The NHTSA report noted that, nice as Autopilot is, the term may promise more than the name suggests. Others have called on Tesla to pick something more realistic until Tesla moves to Level 3 or Level 4 autonomy.

[[link-0]] TeslaHandsOn

What happened in the crash

The May 7, 2016 accident that killed Joshua Brown, 40, outside Williston, Florida, happened when his Model S, in Autopilot mode, plowed into a tractor trailer that turned left in front of Brown's Tesla. A portable DVD player with a Harry Potter movie was found in the wreckage and, by some reports, may have been playing at the time. According to the ODI report, "NHTSA’s crash reconstruction indicates that the tractor trailer should have been visible to the Tesla driver for at least seven seconds prior to impact." Two minutes before the accident, adaptive cruise control was bumped up to 74 mph. The car covered 109 feet per second, or 2.5 football fields in the seven seconds before impact -- enough time for the typical driver see a big truck and step on the brakes.

The Tesla had automatic emergency braking (AEB) technologies including forward collision warning (FCW, a flashing and audible alert), dynamic brake support (DBS, extra braking for drivers who don't brake hard enough), and collision imminent braking (CIB, for when the driver fails to brake).

Tesla's Mobileye EyeQ3 camera system and radar didn't pick up the truck, but that wasn't a failure of the system. A vehicle turning left across the car's path is not something current technology can pick up. Nor can it pick up crossing traffic (a red light runner), or an imminent tree or pole crash, NHTSA said. Citing an earlier report, NHTSA said:
Due to the difficulty in predicting the pre-crash events that lead up to these crash types, the difficulty in balancing CIB [crash imminent braking] activations for these crashes with potential increases in undesirable false activation, and many other factors, these scenarios are also not likely to be near-term deployable features of CIB systems and may be better addressed through other active safety technologies.
The crash report concluded:
ODI’s analysis of Tesla’s AEB system finds that 1) the system is designed to avoid or mitigate read-end [sic; rear-end] collisions; 2) the system’s capabilities are in-line with industry state of the art for AEB performance through MY 2016; and 3) braking for crossing path collisions, such as that present in the Florida fatal crash, are outside the expected performance capabilities of the system.
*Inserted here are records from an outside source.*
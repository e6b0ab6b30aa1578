//! Property tests over randomly played games.
//!
//! Properties tested:
//! - History alignment: every player's history has one entry per round
//! - Escape invariant: active players stay at or under the threshold with
//!   `escape_margin == threshold - total`
//! - Conservation: an untouched active player's total grows by their score
//! - Eliminated players are never changed again (besides placeholders)
//! - At least one player is always active; a single active player is the winner
//! - Settlement never changes its input roster
//! - Reset is idempotent and restores the starting roster

use proptest::prelude::*;

use ninety_nine::{ExplosionRules, Player, PlayerId, RoundEngine, RoundEntry, RoundInput, Roster};

fn roster_of(player_count: usize) -> Roster {
    Roster::from_names((0..player_count).map(|i| format!("P{}", i))).unwrap()
}

/// Round input from a pool of scores, one per active player in seating order.
fn round_from(roster: &Roster, scores: &[u32]) -> RoundInput {
    roster
        .active_ids()
        .zip(scores.iter().cycle())
        .map(|(id, score)| (id, score.to_string()))
        .collect()
}

fn games() -> impl Strategy<Value = (usize, Vec<Vec<u32>>)> {
    (2usize..=6).prop_flat_map(|players| {
        (
            Just(players),
            prop::collection::vec(prop::collection::vec(0u32..=60, players), 1..40),
        )
    })
}

proptest! {
    #![proptest_config(ProptestConfig::with_cases(128))]

    #[test]
    fn prop_settlement_invariants((player_count, rounds) in games()) {
        let engine = ExplosionRules::new();
        let mut roster = roster_of(player_count);
        let threshold = roster.threshold();

        for scores in &rounds {
            if engine.is_terminal(&roster).is_some() {
                break;
            }

            let input = round_from(&roster, scores);
            let before = roster.clone();
            let settlement = engine.settle(&roster, &input).unwrap();
            let report = &settlement.report;
            let next = settlement.roster;

            prop_assert_eq!(&roster, &before, "input roster changed");
            prop_assert_eq!(next.rounds_played(), before.rounds_played() + 1);
            prop_assert!(next.active_count() >= 1);

            for player in next.players() {
                prop_assert_eq!(player.points().len() as u32, next.rounds_played());

                let old: &Player = before.player(player.id()).unwrap();

                if !old.is_playing() {
                    prop_assert!(!player.is_playing());
                    prop_assert_eq!(player.total(), old.total());
                    prop_assert_eq!(player.points().last(), Some(&RoundEntry::Out));
                    prop_assert_eq!(player.exploded_with_total(), old.exploded_with_total());
                    continue;
                }

                let score: u32 = input.get(player.id()).unwrap().parse().unwrap();
                prop_assert_eq!(player.points().last(), Some(&RoundEntry::Scored(score)));

                if !report.touched(player.id()) {
                    prop_assert_eq!(player.total(), old.total() + score);
                }

                if player.is_playing() {
                    prop_assert!(player.total() <= threshold);
                    prop_assert_eq!(player.escape_margin(), Some(threshold - player.total()));
                } else {
                    prop_assert_eq!(player.escape_margin(), None);
                }
            }

            if next.active_count() == 1 {
                prop_assert_eq!(report.winner, next.winner());
                prop_assert!(report.winner.is_some());
            } else {
                prop_assert_eq!(report.winner, None);
                prop_assert_ne!(next.survivors().count(), 1);
            }

            roster = next;
        }
    }

    #[test]
    fn prop_escape_restores_highest_non_overflowing_total((player_count, rounds) in games()) {
        let engine = ExplosionRules::new();
        let mut roster = roster_of(player_count);

        for scores in &rounds {
            if engine.is_terminal(&roster).is_some() {
                break;
            }

            let settlement = engine.settle(&roster, &round_from(&roster, scores)).unwrap();
            for escape in &settlement.report.escapes {
                let player = settlement.roster.player(escape.player).unwrap();
                prop_assert!(player.has_exploded());
                prop_assert_eq!(Some(escape.restored_to), settlement.report.rollback_total);
                prop_assert_eq!(player.restored_to_total(), Some(escape.restored_to));
                prop_assert!(escape.exploded_with > roster.threshold());
            }
            roster = settlement.roster;
        }
    }

    #[test]
    fn prop_reset_is_idempotent((player_count, rounds) in games()) {
        let engine = ExplosionRules::new();
        let fresh = roster_of(player_count);
        let mut roster = fresh.clone();

        for scores in &rounds {
            if engine.is_terminal(&roster).is_some() {
                break;
            }
            roster = engine.settle(&roster, &round_from(&roster, scores)).unwrap().roster;
        }

        let once = engine.reset(&roster);
        let twice = engine.reset(&once);
        prop_assert_eq!(&once, &fresh);
        prop_assert_eq!(&twice, &once);
    }

    #[test]
    fn prop_incomplete_round_is_refused(
        player_count in 2usize..=6,
        missing in 0usize..6,
        scores in prop::collection::vec(0u32..=60, 6),
    ) {
        let engine = ExplosionRules::new();
        let roster = roster_of(player_count);
        let mut input = round_from(&roster, &scores);
        input.remove(PlayerId::new((missing % player_count) as u8));

        prop_assert!(!engine.can_settle(&roster, &input));
        prop_assert!(engine.settle(&roster, &input).is_err());
    }
}
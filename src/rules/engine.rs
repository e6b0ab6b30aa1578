//! Round engine trait and the standard "99" rules.
//!
//! The presentation layer drives a game through `RoundEngine`:
//! - `validate` / `can_settle`: is the proposed round acceptable
//! - `settle`: produce the next roster snapshot
//! - `reset`: start over with the same players
//! - `is_terminal`: has someone won

use serde::{Deserialize, Serialize};

use crate::core::{PlayerId, Roster};
use crate::errors::SettlementError;

use super::input::{validate_round, RoundInput, ValidatedRound};
use super::settlement::{apply_round, Settlement};

/// Result of a completed game.
#[derive(Clone, Copy, Debug, PartialEq, Eq, Serialize, Deserialize)]
pub enum GameResult {
    /// Single remaining player.
    Winner(PlayerId),
}

impl GameResult {
    /// Check if a player won.
    #[must_use]
    pub fn is_winner(&self, player: PlayerId) -> bool {
        match self {
            GameResult::Winner(p) => *p == player,
        }
    }

    #[must_use]
    pub fn winner(&self) -> PlayerId {
        match self {
            GameResult::Winner(p) => *p,
        }
    }
}

/// Round engine trait.
///
/// ## Implementation Notes
///
/// - `settle` must not change the input roster; it returns a new snapshot
/// - `settle` must refuse exactly the rounds `validate` refuses
/// - Settlement must be deterministic
pub trait RoundEngine {
    /// Validate a proposed round.
    fn validate(
        &self,
        roster: &Roster,
        input: &RoundInput,
    ) -> Result<ValidatedRound, SettlementError>;

    /// Settle a round, returning the next roster and a report.
    fn settle(&self, roster: &Roster, input: &RoundInput) -> Result<Settlement, SettlementError>;

    /// A fresh roster with the same players and rules.
    fn reset(&self, roster: &Roster) -> Roster {
        roster.reset()
    }

    /// Check if the game is over.
    fn is_terminal(&self, roster: &Roster) -> Option<GameResult> {
        roster.winner().map(GameResult::Winner)
    }

    /// Whether `settle` would accept the round.
    fn can_settle(&self, roster: &Roster, input: &RoundInput) -> bool {
        self.validate(roster, input).is_ok()
    }
}

/// The standard explode-once, out-on-the-second rules.
#[derive(Clone, Copy, Debug, Default)]
pub struct ExplosionRules;

impl ExplosionRules {
    pub fn new() -> Self {
        Self
    }
}

impl RoundEngine for ExplosionRules {
    fn validate(
        &self,
        roster: &Roster,
        input: &RoundInput,
    ) -> Result<ValidatedRound, SettlementError> {
        validate_round(roster, input)
    }

    fn settle(&self, roster: &Roster, input: &RoundInput) -> Result<Settlement, SettlementError> {
        let round = validate_round(roster, input).map_err(|err| {
            tracing::warn!(round = roster.rounds_played() + 1, %err, "settlement refused");
            err
        })?;

        Ok(apply_round(roster, &round))
    }
}

#[cfg(test)]
mod tests {
    use super::*;
    use crate::errors::InvariantKind;

    #[test]
    fn test_game_result_is_winner() {
        let result = GameResult::Winner(PlayerId::new(1));
        assert!(!result.is_winner(PlayerId::new(0)));
        assert!(result.is_winner(PlayerId::new(1)));
        assert_eq!(result.winner(), PlayerId::new(1));
    }

    #[test]
    fn test_settle_refuses_invalid_round() {
        let engine = ExplosionRules::new();
        let roster = Roster::from_names(["A", "B"]).unwrap();
        let input = RoundInput::new().with_points(PlayerId::new(0), 10);

        assert!(!engine.can_settle(&roster, &input));
        assert!(matches!(
            engine.settle(&roster, &input),
            Err(SettlementError::InvalidInput(_))
        ));
        assert_eq!(roster.rounds_played(), 0);
    }

    #[test]
    fn test_settle_refuses_decided_game() {
        let engine = ExplosionRules::new();
        let roster = Roster::from_names(["A", "B"]).unwrap();
        let input = RoundInput::new()
            .with_points(PlayerId::new(0), 120)
            .with_points(PlayerId::new(1), 3);

        let decided = engine.settle(&roster, &input).unwrap().roster;
        assert_eq!(engine.is_terminal(&decided), Some(GameResult::Winner(PlayerId::new(1))));

        let again = RoundInput::new().with_points(PlayerId::new(1), 3);
        assert_eq!(
            engine.settle(&decided, &again).unwrap_err(),
            SettlementError::InvariantViolation(InvariantKind::GameDecided)
        );
    }

    #[test]
    fn test_reset_through_engine() {
        let engine = ExplosionRules::new();
        let roster = Roster::from_names(["A", "B", "C"]).unwrap();
        let input = RoundInput::new()
            .with_points(PlayerId::new(0), 10)
            .with_points(PlayerId::new(1), 20)
            .with_points(PlayerId::new(2), 30);

        let played = engine.settle(&roster, &input).unwrap().roster;
        assert_ne!(played, roster);
        assert_eq!(engine.reset(&played), roster);
        assert_eq!(engine.is_terminal(&roster), None);
    }
}
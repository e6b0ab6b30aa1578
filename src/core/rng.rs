//! Deterministic random number generation for simulated games.
//!
//! ## Key Features
//!
//! - **Deterministic**: Same seed produces identical sequence
//! - **Forkable**: Independent streams, one per game in a simulated batch
//!
//! ```
//! use ninety_nine::core::GameRng;
//!
//! let mut a = GameRng::new(42);
//! let mut b = GameRng::new(42);
//! assert_eq!(a.gen_score(30), b.gen_score(30));
//! ```

use rand::{Rng, SeedableRng};
use rand_chacha::ChaCha8Rng;

/// Deterministic RNG backed by ChaCha8.
#[derive(Clone, Debug)]
pub struct GameRng {
    inner: ChaCha8Rng,
    seed: u64,
    fork_counter: u64,
}

impl GameRng {
    /// Create a new RNG with the given seed.
    #[must_use]
    pub fn new(seed: u64) -> Self {
        Self {
            inner: ChaCha8Rng::seed_from_u64(seed),
            seed,
            fork_counter: 0,
        }
    }

    /// Fork this RNG to create an independent, deterministic stream.
    #[must_use]
    pub fn fork(&mut self) -> Self {
        self.fork_counter += 1;
        let fork_seed = self.seed.wrapping_add(self.fork_counter.wrapping_mul(0x9E3779B97F4A7C15));
        Self::new(fork_seed)
    }

    /// Generate a score in `0..=max`.
    pub fn gen_score(&mut self, max: u32) -> u32 {
        self.inner.gen_range(0..=max)
    }
}
//! Round settlement pipeline.
//!
//! Settlement runs on a clone of the roster and returns the clone, so a
//! caller only ever sees the roster before the round or fully after it.
//!
//! ## Order of rules
//!
//! 1. Append each active player's score and accumulate totals.
//! 2. Pad eliminated players' histories with a placeholder.
//! 3. Sweep: if all active players but one overflow, every overflowing
//!    player is eliminated and no rollback happens this round.
//! 4. Otherwise a first overflow marks the player exploded and a repeat
//!    overflow eliminates.
//! 5. The rollback total is the highest total among active players that
//!    did not overflow (0 if none).
//! 6. First-time overflows are rolled back to that total.
//! 7. Escape margins are recomputed for every active player.
//! 8. If exactly one active player has never exploded, every other active
//!    player is eliminated and that player wins.

use serde::{Deserialize, Serialize};
use smallvec::SmallVec;

use crate::core::{Player, PlayerId, Roster};

use super::input::ValidatedRound;

/// A player that exploded and came back in.
#[derive(Clone, Copy, Debug, PartialEq, Eq, Serialize, Deserialize)]
pub struct Escape {
    pub player: PlayerId,
    pub exploded_with: u32,
    pub restored_to: u32,
}

/// Which rule removed a player from the game.
#[derive(Clone, Copy, Debug, PartialEq, Eq, Serialize, Deserialize)]
pub enum EliminationCause {
    /// Overflowed after having already exploded once.
    SecondExplosion,
    /// Overflowed in a round where every other active player but one did too.
    Sweep,
    /// Still active only through an earlier escape when a single
    /// never-exploded player remained.
    LastSurvivor,
}

/// What happened in one settled round.
#[derive(Clone, Debug, Default, PartialEq, Eq, Serialize, Deserialize)]
pub struct RoundReport {
    /// 1-based number of the settled round.
    pub round: u32,

    /// Players rolled back after exploding.
    pub escapes: SmallVec<[Escape; 4]>,

    /// Players eliminated this round, in the order the rules fired.
    pub eliminations: SmallVec<[(PlayerId, EliminationCause); 4]>,

    /// Rollback total computed this round. `None` when the sweep fired.
    pub rollback_total: Option<u32>,

    /// Whether the all-but-one sweep fired.
    pub sweep: bool,

    /// Winner, if this round decided the game.
    pub winner: Option<PlayerId>,
}

impl RoundReport {
    pub fn new(round: u32) -> Self {
        Self {
            round,
            ..Self::default()
        }
    }

    /// Players eliminated by a given rule.
    pub fn eliminated_by(
        &self,
        cause: EliminationCause,
    ) -> impl Iterator<Item = PlayerId> + '_ {
        self.eliminations
            .iter()
            .filter(move |(_, c)| *c == cause)
            .map(|(id, _)| *id)
    }

    #[must_use]
    pub fn was_eliminated(&self, player: PlayerId) -> bool {
        self.eliminations.iter().any(|(id, _)| *id == player)
    }

    #[must_use]
    pub fn escaped(&self, player: PlayerId) -> bool {
        self.escapes.iter().any(|e| e.player == player)
    }

    /// Whether the player's total was changed by anything other than
    /// their own score this round.
    #[must_use]
    pub fn touched(&self, player: PlayerId) -> bool {
        self.escaped(player) || self.was_eliminated(player)
    }

    #[must_use]
    pub fn is_final(&self) -> bool {
        self.winner.is_some()
    }
}

/// The roster after a round, plus what happened.
#[derive(Clone, Debug, PartialEq, Eq)]
pub struct Settlement {
    pub roster: Roster,
    pub report: RoundReport,
}

type Ids = SmallVec<[PlayerId; 8]>;

/// Apply a validated round. The input roster is left untouched.
pub(crate) fn apply_round(roster: &Roster, round: &ValidatedRound) -> Settlement {
    let threshold = roster.threshold();
    let mut next = roster.clone();
    let mut report = RoundReport::new(roster.rounds_played() + 1);
    let active_before = roster.active_count();

    accumulate(&mut next, round);

    let overflowing: Ids = next
        .active_players()
        .filter(|p| p.overflows(threshold))
        .map(Player::id)
        .collect();

    tracing::debug!(
        round = report.round,
        active = active_before,
        overflowing = overflowing.len(),
        "scores accumulated"
    );

    if !overflowing.is_empty() && overflowing.len() + 1 == active_before {
        sweep(&mut next, &overflowing, &mut report);
    } else if !overflowing.is_empty() {
        explode(&mut next, &overflowing, &mut report);
    } else {
        report.rollback_total = Some(next.highest_escaped_total());
    }

    for player in next.players_mut() {
        player.refresh_margin(threshold);
    }

    detect_winner(&mut next, &mut report);
    next.advance_round();

    Settlement { roster: next, report }
}

fn accumulate(roster: &mut Roster, round: &ValidatedRound) {
    for player in roster.players_mut() {
        if player.is_playing() {
            player.record_score(round.score(player.id()).unwrap_or(0));
        } else {
            player.record_absence();
        }
    }
}

fn sweep(roster: &mut Roster, overflowing: &[PlayerId], report: &mut RoundReport) {
    for &id in overflowing {
        if let Some(player) = roster.player_mut(id) {
            player.note_explosion();
            player.eliminate();
            report.eliminations.push((id, EliminationCause::Sweep));
        }
    }
    report.sweep = true;

    tracing::debug!(
        round = report.round,
        eliminated = overflowing.len(),
        "all but one overflowed"
    );
}

fn explode(roster: &mut Roster, overflowing: &[PlayerId], report: &mut RoundReport) {
    let threshold = roster.threshold();

    let (mut doomed, mut escaping): (Ids, Ids) = overflowing
        .iter()
        .copied()
        .partition(|&id| roster.player(id).is_some_and(Player::has_exploded));

    // Everyone active is on a second overflow: the lowest totals stay in.
    if escaping.is_empty() && doomed.len() == roster.active_count() {
        let lowest = doomed
            .iter()
            .filter_map(|&id| roster.player(id).map(Player::total))
            .min()
            .unwrap_or(0);
        let (spared, rest): (Ids, Ids) = doomed
            .iter()
            .copied()
            .partition(|&id| roster.player(id).is_some_and(|p| p.total() == lowest));

        tracing::debug!(
            round = report.round,
            spared = spared.len(),
            "whole table overflowed again"
        );
        doomed = rest;
        escaping = spared;
    }

    for &id in &doomed {
        if let Some(player) = roster.player_mut(id) {
            player.note_explosion();
            player.eliminate();
            report.eliminations.push((id, EliminationCause::SecondExplosion));
        }
    }

    let rollback_total = roster.highest_escaped_total();
    report.rollback_total = Some(rollback_total);

    for &id in &escaping {
        if let Some(player) = roster.player_mut(id) {
            let exploded_with = player.total();
            player.note_explosion();
            player.roll_back(rollback_total, threshold);
            report.escapes.push(Escape {
                player: id,
                exploded_with,
                restored_to: rollback_total,
            });
        }
    }

    tracing::debug!(
        round = report.round,
        rollback_total,
        escaped = report.escapes.len(),
        eliminated = doomed.len(),
        "explosions resolved"
    );
}

fn detect_winner(roster: &mut Roster, report: &mut RoundReport) {
    let survivors: Ids = roster.survivors().map(Player::id).collect();

    if let [winner] = survivors.as_slice() {
        let winner = *winner;
        let escaped: Ids = roster.active_ids().filter(|&id| id != winner).collect();
        for id in escaped {
            if let Some(player) = roster.player_mut(id) {
                player.eliminate();
                report.eliminations.push((id, EliminationCause::LastSurvivor));
            }
        }
    }

    report.winner = roster.winner();
    if let Some(winner) = report.winner {
        tracing::info!(round = report.round, %winner, "game decided");
    }
}
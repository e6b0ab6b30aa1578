//! Player identification and per-player score records.
//!
//! ## PlayerId
//!
//! Type-safe player identifier supporting up to 255 players.
//!
//! ## Player
//!
//! One record per participant: round history, running total, escape
//! margin and explosion status. Fields are read through accessors; only the
//! settlement pipeline mutates them.

use serde::{Deserialize, Serialize};

/// Player identifier supporting up to 255 players.
///
/// Ids assigned from a plain name list are 0-based positions: the first
/// player is `PlayerId(0)`.
#[derive(Clone, Copy, Debug, PartialEq, Eq, Hash, PartialOrd, Ord, Serialize, Deserialize)]
pub struct PlayerId(pub u8);

impl PlayerId {
    /// Create a new player ID.
    #[must_use]
    pub const fn new(id: u8) -> Self {
        Self(id)
    }

    /// Get the raw player index.
    #[must_use]
    pub const fn index(self) -> usize {
        self.0 as usize
    }
}

impl std::fmt::Display for PlayerId {
    fn fmt(&self, f: &mut std::fmt::Formatter<'_>) -> std::fmt::Result {
        write!(f, "Player {}", self.0)
    }
}

/// One entry of a player's round history.
///
/// Eliminated players receive `Out` for every round after their
/// elimination so all histories stay the same length.
#[derive(Clone, Copy, Debug, PartialEq, Eq, Serialize, Deserialize)]
pub enum RoundEntry {
    /// Score submitted for the round.
    Scored(u32),
    /// Placeholder for a round the player sat out.
    Out,
}

impl RoundEntry {
    /// Numeric value of the entry. Placeholders count as zero.
    #[must_use]
    pub const fn value(self) -> u32 {
        match self {
            RoundEntry::Scored(points) => points,
            RoundEntry::Out => 0,
        }
    }

    #[must_use]
    pub const fn is_placeholder(self) -> bool {
        matches!(self, RoundEntry::Out)
    }
}

impl std::fmt::Display for RoundEntry {
    fn fmt(&self, f: &mut std::fmt::Formatter<'_>) -> std::fmt::Result {
        match self {
            RoundEntry::Scored(points) => write!(f, "{}", points),
            RoundEntry::Out => write!(f, "-"),
        }
    }
}

/// A participant's record.
#[derive(Clone, Debug, PartialEq, Eq, Serialize, Deserialize)]
pub struct Player {
    id: PlayerId,
    name: String,
    points: Vec<RoundEntry>,
    total: u32,
    escape_margin: Option<u32>,
    is_playing: bool,
    has_exploded: bool,
    exploded_with_total: Option<u32>,
    restored_to_total: Option<u32>,
}

impl Player {
    /// Create a fresh, active player.
    pub fn new(id: PlayerId, name: impl Into<String>, threshold: u32) -> Self {
        Self {
            id,
            name: name.into(),
            points: Vec::new(),
            total: 0,
            escape_margin: Some(threshold),
            is_playing: true,
            has_exploded: false,
            exploded_with_total: None,
            restored_to_total: None,
        }
    }

    #[must_use]
    pub fn id(&self) -> PlayerId {
        self.id
    }

    #[must_use]
    pub fn name(&self) -> &str {
        &self.name
    }

    /// Round history, one entry per completed round.
    #[must_use]
    pub fn points(&self) -> &[RoundEntry] {
        &self.points
    }

    /// Running total after the most recent settlement.
    #[must_use]
    pub fn total(&self) -> u32 {
        self.total
    }

    /// Headroom before the next overflow. `None` once eliminated.
    #[must_use]
    pub fn escape_margin(&self) -> Option<u32> {
        self.escape_margin
    }

    #[must_use]
    pub fn is_playing(&self) -> bool {
        self.is_playing
    }

    /// Whether the player has overflowed at least once.
    #[must_use]
    pub fn has_exploded(&self) -> bool {
        self.has_exploded
    }

    /// Total at the moment of the most recent explosion.
    #[must_use]
    pub fn exploded_with_total(&self) -> Option<u32> {
        self.exploded_with_total
    }

    /// Total the player was rolled back to after escaping.
    #[must_use]
    pub fn restored_to_total(&self) -> Option<u32> {
        self.restored_to_total
    }

    /// Sum of the numeric history entries.
    ///
    /// Differs from [`total`](Self::total) by the net effect of rollbacks.
    #[must_use]
    pub fn points_sum(&self) -> u32 {
        self.points.iter().map(|entry| entry.value()).sum()
    }

    /// Number of completed rounds recorded for this player.
    #[must_use]
    pub fn rounds_recorded(&self) -> usize {
        self.points.len()
    }

    // === Settlement mutations ===

    pub(crate) fn record_score(&mut self, score: u32) {
        self.points.push(RoundEntry::Scored(score));
        self.total = self.total.saturating_add(score);
    }

    pub(crate) fn record_absence(&mut self) {
        self.points.push(RoundEntry::Out);
    }

    pub(crate) fn overflows(&self, threshold: u32) -> bool {
        self.total > threshold
    }

    /// Mark an overflow: sets the explosion flag and remembers the total.
    pub(crate) fn note_explosion(&mut self) {
        self.has_exploded = true;
        self.exploded_with_total = Some(self.total);
    }

    pub(crate) fn roll_back(&mut self, to: u32, threshold: u32) {
        self.total = to;
        self.restored_to_total = Some(to);
        self.refresh_margin(threshold);
    }

    pub(crate) fn eliminate(&mut self) {
        self.is_playing = false;
        self.escape_margin = None;
    }

    /// Recompute the escape margin. Never exposes a margin for an
    /// overflowing total.
    pub(crate) fn refresh_margin(&mut self, threshold: u32) {
        self.escape_margin = if self.is_playing {
            threshold.checked_sub(self.total)
        } else {
            None
        };
    }

    /// Whether the stored margin is the one [`refresh_margin`](Self::refresh_margin)
    /// would compute. Active players above the threshold never qualify.
    pub(crate) fn margin_matches(&self, threshold: u32) -> bool {
        match (self.is_playing, self.escape_margin) {
            (true, Some(margin)) => threshold.checked_sub(self.total) == Some(margin),
            (false, None) => true,
            _ => false,
        }
    }

    pub(crate) fn reset(&mut self, threshold: u32) {
        *self = Player::new(self.id, std::mem::take(&mut self.name), threshold);
    }
}
//! Round rules: input validation, settlement and the engine trait.
//!
//! The presentation layer calls into `RoundEngine`; everything that decides
//! explosions, rollbacks and eliminations lives here.

pub mod engine;
pub mod input;
pub mod settlement;

pub use engine::{ExplosionRules, GameResult, RoundEngine};
pub use input::{can_settle, parse_score, validate_round, RoundInput, ValidatedRound};
pub use settlement::{EliminationCause, Escape, RoundReport, Settlement};
//! Round input and validation.
//!
//! The presentation layer hands over raw text per player. A round can be
//! settled only when every active player has a present, non-empty,
//! whole, non-negative score. Entries for eliminated or unknown players are
//! ignored.

use rustc_hash::FxHashMap;
use serde::{Deserialize, Serialize};

use crate::core::{PlayerId, Roster};
use crate::errors::{InputIssue, InvariantKind, SettlementError};

/// Raw per-player scores for one round, as typed by the players.
#[derive(Clone, Debug, Default, PartialEq, Eq, Serialize, Deserialize)]
pub struct RoundInput {
    scores: FxHashMap<PlayerId, String>,
}

impl RoundInput {
    pub fn new() -> Self {
        Self::default()
    }

    /// Add a raw score entry.
    #[must_use]
    pub fn with_score(mut self, player: PlayerId, raw: impl Into<String>) -> Self {
        self.set(player, raw);
        self
    }

    /// Add a numeric score entry.
    #[must_use]
    pub fn with_points(self, player: PlayerId, points: u32) -> Self {
        self.with_score(player, points.to_string())
    }

    /// Set or replace a player's raw entry.
    pub fn set(&mut self, player: PlayerId, raw: impl Into<String>) {
        self.scores.insert(player, raw.into());
    }

    /// Remove a player's entry.
    pub fn remove(&mut self, player: PlayerId) -> Option<String> {
        self.scores.remove(&player)
    }

    #[must_use]
    pub fn get(&self, player: PlayerId) -> Option<&str> {
        self.scores.get(&player).map(String::as_str)
    }

    pub fn clear(&mut self) {
        self.scores.clear();
    }

    #[must_use]
    pub fn len(&self) -> usize {
        self.scores.len()
    }

    #[must_use]
    pub fn is_empty(&self) -> bool {
        self.scores.is_empty()
    }

    pub fn iter(&self) -> impl Iterator<Item = (PlayerId, &str)> {
        self.scores.iter().map(|(id, raw)| (*id, raw.as_str()))
    }
}

impl<S: Into<String>> FromIterator<(PlayerId, S)> for RoundInput {
    fn from_iter<T: IntoIterator<Item = (PlayerId, S)>>(iter: T) -> Self {
        Self {
            scores: iter.into_iter().map(|(id, raw)| (id, raw.into())).collect(),
        }
    }
}

/// Parsed scores for every active player of a roster.
///
/// Only produced by [`validate_round`], so holding one means the round was
/// acceptable for the roster it was validated against.
#[derive(Clone, Debug, PartialEq, Eq)]
pub struct ValidatedRound {
    scores: FxHashMap<PlayerId, u32>,
}

impl ValidatedRound {
    #[must_use]
    pub fn score(&self, player: PlayerId) -> Option<u32> {
        self.scores.get(&player).copied()
    }

    #[must_use]
    pub fn len(&self) -> usize {
        self.scores.len()
    }

    #[must_use]
    pub fn is_empty(&self) -> bool {
        self.scores.is_empty()
    }
}

/// Parse one raw score entry.
///
/// Surrounding whitespace is ignored. Fractions are rejected as
/// non-numeric.
pub fn parse_score(player: PlayerId, raw: &str) -> Result<u32, InputIssue> {
    let trimmed = raw.trim();
    if trimmed.is_empty() {
        return Err(InputIssue::Empty(player));
    }

    let value: i64 = trimmed.parse().map_err(|_| InputIssue::NotNumeric {
        player,
        raw: raw.to_string(),
    })?;

    if value < 0 {
        return Err(InputIssue::Negative { player, value });
    }

    u32::try_from(value).map_err(|_| InputIssue::NotNumeric {
        player,
        raw: raw.to_string(),
    })
}

/// Validate a proposed round against a roster.
///
/// Issues are reported in seating order, one per offending player.
pub fn validate_round(
    roster: &Roster,
    input: &RoundInput,
) -> Result<ValidatedRound, SettlementError> {
    match roster.active_count() {
        0 => return Err(SettlementError::InvariantViolation(InvariantKind::NoActivePlayers)),
        1 => return Err(SettlementError::InvariantViolation(InvariantKind::GameDecided)),
        _ => {}
    }

    let mut scores = FxHashMap::default();
    let mut issues = Vec::new();

    for id in roster.active_ids() {
        let parsed = input
            .get(id)
            .ok_or(InputIssue::Missing(id))
            .and_then(|raw| parse_score(id, raw));

        match parsed {
            Ok(score) => {
                scores.insert(id, score);
            }
            Err(issue) => issues.push(issue),
        }
    }

    if issues.is_empty() {
        Ok(ValidatedRound { scores })
    } else {
        Err(SettlementError::InvalidInput(issues))
    }
}

/// Whether [`validate_round`] would accept the round.
#[must_use]
pub fn can_settle(roster: &Roster, input: &RoundInput) -> bool {
    validate_round(roster, input).is_ok()
}
//! Core types: players, roster state, configuration, RNG.
//!
//! These are the data the round rules operate on. Nothing here knows how a
//! round is settled; see `rules` for that.

pub mod player;
pub mod config;
pub mod state;
pub mod rng;

pub use player::{Player, PlayerId, RoundEntry};
pub use config::{GameConfig, PlayerSpec, RulesConfig, DEFAULT_THRESHOLD};
pub use state::Roster;
pub use rng::GameRng;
NHTSA spent time in the crash report noting there are several other circumstances where ADAS systems may not function as the driver hopes they will. Drivers experienced with adaptive cruise control may know them well. Others need to learn, or be taught by the dealer, or possibly suffer consequences. When following one car and a second car cuts in between, it takes time to lock onto the newer, closer vehicle, and the driver must manually brake or change lanes. Also when following a moving car that changes lanes, makes a turn, or exits a road, the driver's car will not pick up on a stationary car in front unless the closing distance is below about 20 mph.

Driver assists are superb at helping drivers. They're not perfect. Sometimes the driver has to help out the technology. It helps if drivers learn the car's limits.